▸ Exercise prompt: Once the line with "come from the" is found in the data, output it and each following line exactly, up to and including the line with "pub enum AnaError", and nothing before or after.

** Records for processing follows **

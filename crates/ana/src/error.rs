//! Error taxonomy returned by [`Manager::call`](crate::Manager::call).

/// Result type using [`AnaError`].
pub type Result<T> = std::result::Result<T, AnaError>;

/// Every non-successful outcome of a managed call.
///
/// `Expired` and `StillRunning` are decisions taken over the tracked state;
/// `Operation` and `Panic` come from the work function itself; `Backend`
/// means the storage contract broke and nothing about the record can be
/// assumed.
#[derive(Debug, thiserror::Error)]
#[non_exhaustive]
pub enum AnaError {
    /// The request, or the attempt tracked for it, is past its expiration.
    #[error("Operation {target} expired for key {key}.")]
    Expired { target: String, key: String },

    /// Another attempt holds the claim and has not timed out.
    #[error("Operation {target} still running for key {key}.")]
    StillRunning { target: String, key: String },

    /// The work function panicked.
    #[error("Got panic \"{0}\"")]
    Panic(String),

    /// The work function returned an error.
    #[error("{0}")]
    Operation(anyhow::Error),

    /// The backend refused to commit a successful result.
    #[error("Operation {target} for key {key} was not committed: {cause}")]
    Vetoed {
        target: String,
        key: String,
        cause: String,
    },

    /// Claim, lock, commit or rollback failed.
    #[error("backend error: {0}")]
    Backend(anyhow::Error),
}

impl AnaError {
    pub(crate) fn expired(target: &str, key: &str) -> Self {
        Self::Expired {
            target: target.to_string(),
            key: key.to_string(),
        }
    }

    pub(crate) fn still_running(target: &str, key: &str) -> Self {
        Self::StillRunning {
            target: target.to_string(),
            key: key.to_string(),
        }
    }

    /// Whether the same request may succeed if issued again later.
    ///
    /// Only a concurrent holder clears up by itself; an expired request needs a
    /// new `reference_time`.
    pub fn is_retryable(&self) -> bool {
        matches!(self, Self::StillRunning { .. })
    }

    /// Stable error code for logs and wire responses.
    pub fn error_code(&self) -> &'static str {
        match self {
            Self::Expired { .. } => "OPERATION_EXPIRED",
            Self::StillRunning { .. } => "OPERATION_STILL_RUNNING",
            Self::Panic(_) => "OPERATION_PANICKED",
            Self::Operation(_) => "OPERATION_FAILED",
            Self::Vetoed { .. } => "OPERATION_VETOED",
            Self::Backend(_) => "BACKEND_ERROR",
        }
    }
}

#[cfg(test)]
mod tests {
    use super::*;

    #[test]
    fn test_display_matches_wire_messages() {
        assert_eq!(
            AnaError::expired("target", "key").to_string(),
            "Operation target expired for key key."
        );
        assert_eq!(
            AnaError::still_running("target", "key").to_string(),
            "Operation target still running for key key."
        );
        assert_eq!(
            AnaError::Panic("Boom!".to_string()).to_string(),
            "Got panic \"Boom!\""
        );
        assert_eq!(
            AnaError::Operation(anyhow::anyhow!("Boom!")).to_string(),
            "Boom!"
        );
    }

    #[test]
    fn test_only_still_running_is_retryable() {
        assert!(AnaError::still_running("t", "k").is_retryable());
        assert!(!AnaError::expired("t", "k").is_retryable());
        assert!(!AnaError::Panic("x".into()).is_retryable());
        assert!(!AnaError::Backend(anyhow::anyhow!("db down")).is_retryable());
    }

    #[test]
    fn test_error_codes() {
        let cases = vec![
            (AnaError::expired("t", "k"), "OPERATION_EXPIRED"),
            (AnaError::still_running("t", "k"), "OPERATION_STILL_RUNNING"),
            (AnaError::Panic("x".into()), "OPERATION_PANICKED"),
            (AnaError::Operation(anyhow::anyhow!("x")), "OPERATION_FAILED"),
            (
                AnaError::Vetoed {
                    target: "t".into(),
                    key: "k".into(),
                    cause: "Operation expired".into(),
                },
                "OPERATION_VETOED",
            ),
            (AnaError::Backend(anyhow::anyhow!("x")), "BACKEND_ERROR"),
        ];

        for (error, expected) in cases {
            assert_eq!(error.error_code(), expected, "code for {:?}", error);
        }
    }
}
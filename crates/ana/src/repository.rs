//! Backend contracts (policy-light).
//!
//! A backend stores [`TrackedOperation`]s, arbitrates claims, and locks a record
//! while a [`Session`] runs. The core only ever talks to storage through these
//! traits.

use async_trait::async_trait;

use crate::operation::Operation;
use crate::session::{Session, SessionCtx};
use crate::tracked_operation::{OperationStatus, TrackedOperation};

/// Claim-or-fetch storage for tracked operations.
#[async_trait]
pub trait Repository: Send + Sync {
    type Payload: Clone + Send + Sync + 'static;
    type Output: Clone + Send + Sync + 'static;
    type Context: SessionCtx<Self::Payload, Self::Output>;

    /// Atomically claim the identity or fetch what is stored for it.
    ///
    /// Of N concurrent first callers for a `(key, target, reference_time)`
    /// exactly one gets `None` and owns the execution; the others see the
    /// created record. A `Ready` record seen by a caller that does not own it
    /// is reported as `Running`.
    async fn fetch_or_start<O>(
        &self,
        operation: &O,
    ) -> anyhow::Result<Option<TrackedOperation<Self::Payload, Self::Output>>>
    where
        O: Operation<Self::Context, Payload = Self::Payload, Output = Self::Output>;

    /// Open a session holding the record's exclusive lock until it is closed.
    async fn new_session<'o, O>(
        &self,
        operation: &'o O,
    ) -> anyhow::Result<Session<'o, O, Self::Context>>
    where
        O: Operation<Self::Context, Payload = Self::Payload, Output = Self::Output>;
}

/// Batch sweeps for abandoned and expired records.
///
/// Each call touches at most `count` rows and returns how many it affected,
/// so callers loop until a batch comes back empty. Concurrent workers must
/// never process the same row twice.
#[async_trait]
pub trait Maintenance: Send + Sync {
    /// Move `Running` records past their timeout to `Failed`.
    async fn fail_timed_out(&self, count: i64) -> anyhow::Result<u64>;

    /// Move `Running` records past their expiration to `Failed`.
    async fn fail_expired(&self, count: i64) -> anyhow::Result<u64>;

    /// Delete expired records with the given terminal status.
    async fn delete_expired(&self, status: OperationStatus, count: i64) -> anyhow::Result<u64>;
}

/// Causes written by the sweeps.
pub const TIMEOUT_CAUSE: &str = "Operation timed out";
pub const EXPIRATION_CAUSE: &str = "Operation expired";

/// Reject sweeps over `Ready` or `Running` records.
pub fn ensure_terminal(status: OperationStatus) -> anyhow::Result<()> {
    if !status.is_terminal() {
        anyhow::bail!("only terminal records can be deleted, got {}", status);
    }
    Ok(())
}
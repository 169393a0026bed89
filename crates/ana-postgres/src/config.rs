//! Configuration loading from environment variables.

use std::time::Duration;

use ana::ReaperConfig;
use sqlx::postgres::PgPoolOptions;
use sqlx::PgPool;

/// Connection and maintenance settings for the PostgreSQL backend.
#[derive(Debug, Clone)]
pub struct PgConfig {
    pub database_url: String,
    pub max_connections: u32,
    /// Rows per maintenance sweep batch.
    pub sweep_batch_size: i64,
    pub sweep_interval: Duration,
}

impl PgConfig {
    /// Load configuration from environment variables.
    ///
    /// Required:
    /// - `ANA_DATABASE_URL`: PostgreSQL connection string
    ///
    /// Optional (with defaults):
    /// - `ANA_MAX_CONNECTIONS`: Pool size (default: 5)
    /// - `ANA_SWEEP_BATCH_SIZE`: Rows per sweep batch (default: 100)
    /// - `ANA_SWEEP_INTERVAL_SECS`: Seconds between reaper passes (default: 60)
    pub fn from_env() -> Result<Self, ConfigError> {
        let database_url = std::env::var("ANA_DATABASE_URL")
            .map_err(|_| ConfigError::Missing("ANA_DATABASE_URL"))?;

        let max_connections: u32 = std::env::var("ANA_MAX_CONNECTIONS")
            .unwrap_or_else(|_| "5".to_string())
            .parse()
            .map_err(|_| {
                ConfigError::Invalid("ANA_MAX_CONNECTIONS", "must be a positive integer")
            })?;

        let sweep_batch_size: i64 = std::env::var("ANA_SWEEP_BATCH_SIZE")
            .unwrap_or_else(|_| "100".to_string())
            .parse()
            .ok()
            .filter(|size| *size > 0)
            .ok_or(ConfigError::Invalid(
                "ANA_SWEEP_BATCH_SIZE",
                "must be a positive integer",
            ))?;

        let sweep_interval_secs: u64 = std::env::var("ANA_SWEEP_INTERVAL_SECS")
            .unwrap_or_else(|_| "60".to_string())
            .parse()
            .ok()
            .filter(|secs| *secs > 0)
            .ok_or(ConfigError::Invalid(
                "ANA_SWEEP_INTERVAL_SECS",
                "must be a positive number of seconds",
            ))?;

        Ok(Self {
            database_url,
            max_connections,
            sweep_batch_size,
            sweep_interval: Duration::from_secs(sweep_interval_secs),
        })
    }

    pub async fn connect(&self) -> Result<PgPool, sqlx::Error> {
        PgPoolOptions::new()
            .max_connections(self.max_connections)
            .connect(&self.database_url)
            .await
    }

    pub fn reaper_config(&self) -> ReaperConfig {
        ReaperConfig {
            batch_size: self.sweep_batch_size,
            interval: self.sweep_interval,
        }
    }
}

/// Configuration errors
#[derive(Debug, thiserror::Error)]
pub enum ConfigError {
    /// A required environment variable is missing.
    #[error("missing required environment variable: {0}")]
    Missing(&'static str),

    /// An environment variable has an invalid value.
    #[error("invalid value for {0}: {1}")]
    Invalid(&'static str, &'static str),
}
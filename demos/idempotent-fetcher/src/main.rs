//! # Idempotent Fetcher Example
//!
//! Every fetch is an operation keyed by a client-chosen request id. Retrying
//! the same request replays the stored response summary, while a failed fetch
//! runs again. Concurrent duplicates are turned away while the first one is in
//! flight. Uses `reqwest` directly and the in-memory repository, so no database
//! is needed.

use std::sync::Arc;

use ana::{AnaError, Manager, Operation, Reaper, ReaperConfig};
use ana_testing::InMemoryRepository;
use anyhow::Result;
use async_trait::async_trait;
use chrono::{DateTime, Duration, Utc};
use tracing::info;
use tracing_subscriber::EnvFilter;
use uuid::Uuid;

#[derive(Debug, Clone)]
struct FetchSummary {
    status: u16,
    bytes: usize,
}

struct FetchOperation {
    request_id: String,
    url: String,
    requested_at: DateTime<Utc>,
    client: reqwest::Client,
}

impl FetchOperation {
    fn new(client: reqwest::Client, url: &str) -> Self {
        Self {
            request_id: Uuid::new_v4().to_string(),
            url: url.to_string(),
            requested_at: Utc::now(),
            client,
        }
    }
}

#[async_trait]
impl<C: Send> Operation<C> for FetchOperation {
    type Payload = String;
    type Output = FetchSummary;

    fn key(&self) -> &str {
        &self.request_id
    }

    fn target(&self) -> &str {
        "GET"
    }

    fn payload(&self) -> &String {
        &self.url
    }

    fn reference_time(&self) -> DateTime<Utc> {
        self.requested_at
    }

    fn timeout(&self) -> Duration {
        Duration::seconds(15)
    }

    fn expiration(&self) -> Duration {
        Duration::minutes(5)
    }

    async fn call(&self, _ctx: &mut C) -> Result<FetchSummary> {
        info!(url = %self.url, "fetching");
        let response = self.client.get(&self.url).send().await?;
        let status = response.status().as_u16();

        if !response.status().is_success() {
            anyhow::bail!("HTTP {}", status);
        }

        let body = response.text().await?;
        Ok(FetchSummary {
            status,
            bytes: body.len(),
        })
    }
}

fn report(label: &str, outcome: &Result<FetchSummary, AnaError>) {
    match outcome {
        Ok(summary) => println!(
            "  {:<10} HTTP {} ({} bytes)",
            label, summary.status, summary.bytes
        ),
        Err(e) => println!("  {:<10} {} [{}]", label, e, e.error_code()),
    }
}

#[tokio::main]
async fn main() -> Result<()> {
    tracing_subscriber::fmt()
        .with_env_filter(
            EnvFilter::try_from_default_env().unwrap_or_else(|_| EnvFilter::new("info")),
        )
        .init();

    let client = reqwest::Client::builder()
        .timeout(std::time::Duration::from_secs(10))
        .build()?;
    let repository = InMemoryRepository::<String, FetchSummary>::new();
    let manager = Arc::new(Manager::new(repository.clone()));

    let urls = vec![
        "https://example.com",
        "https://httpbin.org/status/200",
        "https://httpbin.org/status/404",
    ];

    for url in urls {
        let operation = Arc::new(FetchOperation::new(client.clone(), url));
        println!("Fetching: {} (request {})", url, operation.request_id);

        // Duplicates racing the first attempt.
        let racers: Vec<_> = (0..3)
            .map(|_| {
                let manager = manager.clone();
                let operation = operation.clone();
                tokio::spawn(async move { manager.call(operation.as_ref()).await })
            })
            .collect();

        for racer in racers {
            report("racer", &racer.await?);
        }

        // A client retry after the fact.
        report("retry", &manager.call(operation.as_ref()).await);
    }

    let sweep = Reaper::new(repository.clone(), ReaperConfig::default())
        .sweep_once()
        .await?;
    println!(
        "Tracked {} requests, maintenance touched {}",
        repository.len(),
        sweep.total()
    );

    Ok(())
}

** End of Records for processing **

▸ Output of the exercise:
/// `Operation` and `Panic` come from the work function itself; `Backend`
/// means the storage contract broke and nothing about the record can be
/// assumed.
#[derive(Debug, thiserror::Error)]
#[non_exhaustive]
pub enum AnaError {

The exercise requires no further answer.